Essentially all models of the physical world have hidden causality. The process of finding these hidden causes is frequently called “science.” Science involves proposing new models of the world (hypotheses) that yield different predictions from our old models, then testing to see if those new predictions are correct (experiments). For example, the old model of “vinegar tastes sour, regardless of having eaten a miracle fruit” would get supplanted by “vinegar tastes sour typically, but tastes sweet after having eaten a miracle fruit,” because the second model gave better predictions. Science could then go deeper to understand what the causes were that led vinegar to taste sweet with the miracle fruit, finding previously hidden mechanisms like taste receptors, molecules, etc. The same inquiry could be used to understand why vinegar didn’t taste sweet without the miracle fruit! Through the scientific process we can get ever more accurate understandings of the causes in the world, which allow us to create models that give us ever more accurate predictions.
Predictors: Maybe Causes, Maybe Not
Consider two bottles, one labeled “apple juice” and one labeled “vinegar.” You have not eaten a miracle fruit, and none are around. Which bottle’s contents will taste sweet, and which will taste sour? Why? In this case, drinking the bottle labeled “apple juice” will lead you to taste sourness, and drinking the bottle labeled “vinegar” will lead you to taste sweetness. The reason, of course, is the bottle labeled “apple juice” actually contained vinegar, and the bottle labeled “vinegar” actually contained apple juice. You know why changing the labels did not cause a change in taste: bottle labels do not cause taste (unless you eat the label). But even knowing this, you may have used the bottle label to predict the taste. You may have a model that says bottles are labeled “apple juice” and their contents taste sweet due to the same common cause: actually containing apple juice. Seeing a bottle labeled “apple juice” led you to infer that it contained apple juice, and thus that the contents were sweet. You would not have thought that the bottle label caused the taste, but you would have thought it predicted the taste. Thus, the bottle label was a predictor with a predictive relationship with the thing to be predicted. In contrast, “drinking apple juice causes a sensation of sweet taste” considers the apple juice also as a predictor, but it has an explanatory or causal relationship with the thing predicted5.

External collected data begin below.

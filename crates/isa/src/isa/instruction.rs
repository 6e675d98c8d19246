//! Instruction encoding utilities.
//!
//! Provides bit extraction functions for the fixed MIPS fields of a 32-bit
//! instruction word. Template-driven operand extraction lives in `template`;
//! these helpers give the raw field view used for diagnostics and encoding.

use crate::common::constants::{OPCODE_SHIFT, RD_SHIFT, RS_SHIFT, RT_SHIFT, SHAMT_SHIFT};

/// Bit mask for extracting the opcode field (6 bits).
pub const OPCODE_MASK: u32 = 0x3F;
/// Bit mask for extracting a register field (5 bits).
pub const REG_MASK: u32 = 0x1F;
/// Bit mask for extracting the shift-amount field (5 bits).
pub const SHAMT_MASK: u32 = 0x1F;
/// Bit mask for extracting the function field (6 bits).
pub const FUNCT_MASK: u32 = 0x3F;
/// Bit mask for extracting the immediate field (16 bits).
pub const IMM_MASK: u32 = 0xFFFF;

/// Trait for extracting the fixed MIPS fields from an encoded instruction.
pub trait InstructionBits {
    /// Extracts the opcode field (bits 26-31).
    fn opcode(&self) -> u32;

    /// Extracts the `rs` register field (bits 21-25).
    ///
    /// Returns the 5-bit register index (0-31).
    fn rs(&self) -> usize;

    /// Extracts the `rt` register field (bits 16-20).
    ///
    /// Returns the 5-bit register index (0-31).
    fn rt(&self) -> usize;

    /// Extracts the `rd` register field (bits 11-15).
    ///
    /// Only meaningful in the three-register format.
    fn rd(&self) -> usize;

    /// Extracts the shift-amount field (bits 6-10).
    fn shamt(&self) -> u32;

    /// Extracts the function field (bits 0-5).
    ///
    /// Distinguishes three-register instructions that share opcode zero.
    fn funct(&self) -> u32;

    /// Extracts the raw 16-bit immediate field (bits 0-15) without sign extension.
    fn imm16(&self) -> u32;
}

impl InstructionBits for u32 {
    #[inline(always)]
    fn opcode(&self) -> u32 {
        (self >> OPCODE_SHIFT) & OPCODE_MASK
    }

    #[inline(always)]
    fn rs(&self) -> usize {
        ((self >> RS_SHIFT) & REG_MASK) as usize
    }

    #[inline(always)]
    fn rt(&self) -> usize {
        ((self >> RT_SHIFT) & REG_MASK) as usize
    }

    #[inline(always)]
    fn rd(&self) -> usize {
        ((self >> RD_SHIFT) & REG_MASK) as usize
    }

    #[inline(always)]
    fn shamt(&self) -> u32 {
        (self >> SHAMT_SHIFT) & SHAMT_MASK
    }

    #[inline(always)]
    fn funct(&self) -> u32 {
        self & FUNCT_MASK
    }

    #[inline(always)]
    fn imm16(&self) -> u32 {
        self & IMM_MASK
    }
}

Predictive relationships can be valuable because they can, of course, lead to correct predictions. These predictions are not guaranteed, however, since other forces can get in the way and break the apparent relationship between a predictor and the predicted thing, as happened with the bottle labels. This most notably happens if we confuse a predictor for a cause and assume that manipulating that predictor ourselves will change the outcome. Making that mistake might lead us to write “apple juice” on a bottle and pour water into it, then wonder why the liquid inside doesn’t taste sweet. Predictors are very useful, but we should not assume they are necessarily causes.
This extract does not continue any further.